Ela lembra que há tratamentos eficazes com psiquiatria e psicoterapia, e que o suporte social e relações saudáveis ajudam muito na melhora, apesar do baixo investimento em políticas públicas nessa área.

Segundo Anna Luiza Gianasi, apenas 2% da renda estadual é aplicada em programas de saúde mental.

Além do Estado, toda a sociedade é responsável por promover a saúde mental coletivamente.

Desafios do cuidador

Um grande desafio para familiares é entender a doença, pois muitos acreditam que se a pessoa tem necessidades básicas atendidas, não deveria estar triste. A psicóloga alerta que a vida é mais complexa que isso.

O medo e a insegurança sobre o futuro da pessoa com depressão geram sensação de falta de controle, mesmo quando há vontade de ajudar.

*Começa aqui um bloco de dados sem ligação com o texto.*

//! Batched execution on a borrowed device
//!
//! Runs one request against a device-resident model, optionally splitting the
//! input along the sample axis so that only one batch lives on the device at
//! a time.

use std::collections::BTreeMap;
use std::num::NonZeroUsize;
use std::ops::Range;

use candle_core::{Device, Tensor};

use crate::model::{Arg, DeviceModel, FunctionSelector};
use crate::tensor::OneOrMany;

/// Everything needed to run the model once
#[derive(Debug, Clone)]
pub struct ExecutionRequest {
    /// Adapted input tensor(s), host resident
    pub input: OneOrMany<Tensor>,
    /// Function to invoke
    pub function: FunctionSelector,
    /// Extra positional arguments
    pub args: Vec<Arg>,
    /// Extra keyword arguments
    pub kwargs: BTreeMap<String, Arg>,
    /// Samples per device call; `None` runs the whole input in one pass
    pub batch_size: Option<NonZeroUsize>,
}

impl ExecutionRequest {
    pub fn new(input: OneOrMany<Tensor>) -> Self {
        Self {
            input,
            function: FunctionSelector::Call,
            args: Vec::new(),
            kwargs: BTreeMap::new(),
            batch_size: None,
        }
    }

    pub fn with_function(mut self, function: FunctionSelector) -> Self {
        self.function = function;
        self
    }

    pub fn with_batch_size(mut self, batch_size: Option<NonZeroUsize>) -> Self {
        self.batch_size = batch_size;
        self
    }
}

/// Host-resident model output
#[derive(Debug, Clone)]
pub struct BatchOutput {
    /// Output tensor(s), shaped as the model returned them
    pub tensors: OneOrMany<Tensor>,
    /// Number of device calls made
    pub batches: usize,
}

/// Split `n` samples into consecutive ranges of at most `batch_size`
pub fn plan_batches(n: usize, batch_size: NonZeroUsize) -> Vec<Range<usize>> {
    let size = batch_size.get();
    let count = n.div_ceil(size);
    (0..count)
        .map(|p| p * size..((p + 1) * size).min(n))
        .collect()
}

/// Runs requests against one device-resident model
pub struct BatchedExecutor<'m> {
    model: &'m dyn DeviceModel,
}

impl<'m> BatchedExecutor<'m> {
    pub fn new(model: &'m dyn DeviceModel) -> Self {
        Self { model }
    }

    /// Execute `request` and return the output in host memory.
    ///
    /// With a batch size every list element is sliced to the same range;
    /// callers guarantee the elements agree on their leading dimension.
    pub fn run(&self, request: &ExecutionRequest) -> candle_core::Result<BatchOutput> {
        let device = self.model.device();
        let args = request
            .args
            .iter()
            .map(|arg| arg.to_device(device))
            .collect::<candle_core::Result<Vec<_>>>()?;
        let kwargs = request
            .kwargs
            .iter()
            .map(|(name, arg)| Ok((name.clone(), arg.to_device(device)?)))
            .collect::<candle_core::Result<BTreeMap<_, _>>>()?;

        let samples = request
            .input
            .first()
            .and_then(|t| t.dims().first().copied())
            .unwrap_or(0);

        let batch_size = match request.batch_size {
            Some(size) if samples > 0 => size,
            _ => {
                let tensors =
                    self.call(&request.function, request.input.clone(), &args, &kwargs)?;
                return Ok(BatchOutput {
                    tensors,
                    batches: 1,
                });
            }
        };

        let ranges = plan_batches(samples, batch_size);
        let mut outputs = Vec::with_capacity(ranges.len());
        for (p, range) in ranges.iter().enumerate() {
            tracing::debug!(
                "Batch {}/{}: samples {}..{}",
                p + 1,
                ranges.len(),
                range.start,
                range.end
            );
            let slice = request
                .input
                .as_ref()
                .try_map(|_, t| t.narrow(0, range.start, range.len()))?;
            outputs.push(self.call(&request.function, slice, &args, &kwargs)?);
        }

        Ok(BatchOutput {
            tensors: concat_batches(outputs)?,
            batches: ranges.len(),
        })
    }

    /// Move input to the device, invoke, bring the result back to host
    fn call(
        &self,
        function: &FunctionSelector,
        input: OneOrMany<Tensor>,
        args: &[Arg],
        kwargs: &BTreeMap<String, Arg>,
    ) -> candle_core::Result<OneOrMany<Tensor>> {
        let device = self.model.device();
        let input = input.try_map(|_, t| t.to_device(device))?;
        let output = self.model.call(function, input, args, kwargs)?;
        output.try_map(|_, t| Ok(t.to_device(&Device::Cpu)?.detach()))
    }
}

/// Concatenate per-batch outputs along axis 0, element-wise for list outputs
fn concat_batches(batches: Vec<OneOrMany<Tensor>>) -> candle_core::Result<OneOrMany<Tensor>> {
    let Some(first) = batches.first() else {
        candle_core::bail!("no batches to concatenate");
    };
    let shape = first.describe();
    if batches.iter().any(|b| !b.matches(first)) {
        candle_core::bail!("model output changed shape between batches (first was {})", shape);
    }

    let many = first.is_many();
    let width = first.len();
    let mut columns: Vec<Vec<Tensor>> = vec![Vec::with_capacity(batches.len()); width];
    for batch in batches {
        for (i, tensor) in batch.into_vec().into_iter().enumerate() {
            columns[i].push(tensor);
        }
    }
    let joined = columns
        .iter()
        .map(|column| Tensor::cat(column, 0))
        .collect::<candle_core::Result<Vec<_>>>()?;

    if many {
        Ok(OneOrMany::Many(joined))
    } else {
        joined
            .into_iter()
            .next()
            .map(OneOrMany::One)
            .ok_or_else(|| candle_core::Error::Msg("empty batch output".to_string()))
    }
}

Anna Luiza Gianasi destaca a importância de criar formas de cuidar também daqueles que cuidam, para evitar que eles também fiquem doentes.

Definir limites

É essencial que o cuidador preserve sua saúde mental e pratique o autocuidado. Focar só no outro pode gerar sobrecarga e adoecimento.

É importante aceitar que não se pode controlar tudo que a pessoa com depressão faz, pois ela tem altos e baixos diariamente.

O apoio deve incluir escutar com atenção, validar o sofrimento, ajudar em tarefas essenciais como consultas e refeições, incentivar o tratamento e construir momentos positivos.

“Falar sobre o desejo de morrer ajuda a evitar o suicídio”, destaca a psicóloga.

O sucesso do tratamento cresce muito quando o cuidador não tenta ser o salvador, mas também cuida de si mesmo para não adoecer.

Buscar terapia, fazer pausas para descansar e trabalhar junto com a pessoa doente, dividindo responsabilidades, gera apoio mais saudável.

Anna Luiza Gianasi recomenda dividir as dificuldades e envolver o doente em sua própria recuperação.

Ajudar demais pode fazer com que o cuidador assuma tudo, mas é importante que a pessoa com depressão cumpra suas obrigações, como o tratamento e o trabalho.

Importância do apoio

Em ambientes como universidades, o estresse por desempenho é comum e pode afetar a saúde mental de estudantes e professores.

A psicóloga ressalta que, apesar de existirem programas institucionais, ainda há tabu para buscar ajuda.

Anna Luiza Gianasi afirma que é papel de todos ajudar a quebrar esse preconceito.

Ela lembra que oferecer uma escuta atenta e humanizar as relações é fundamental para cuidar uns dos outros.

No Centro Universitário de Brasília (CEUB), por exemplo, o programa “Eis Me Aqui” oferece suporte psicológico a estudantes e professores com atendimentos semanais individuais.

Além disso, o grupo “Coletivo Singular” promove atividades em grupo que fortalecem o senso de pertencimento e a saúde mental.

O programa também apoia docentes em situações delicadas, ampliando a rede de acolhimento dentro da universidade.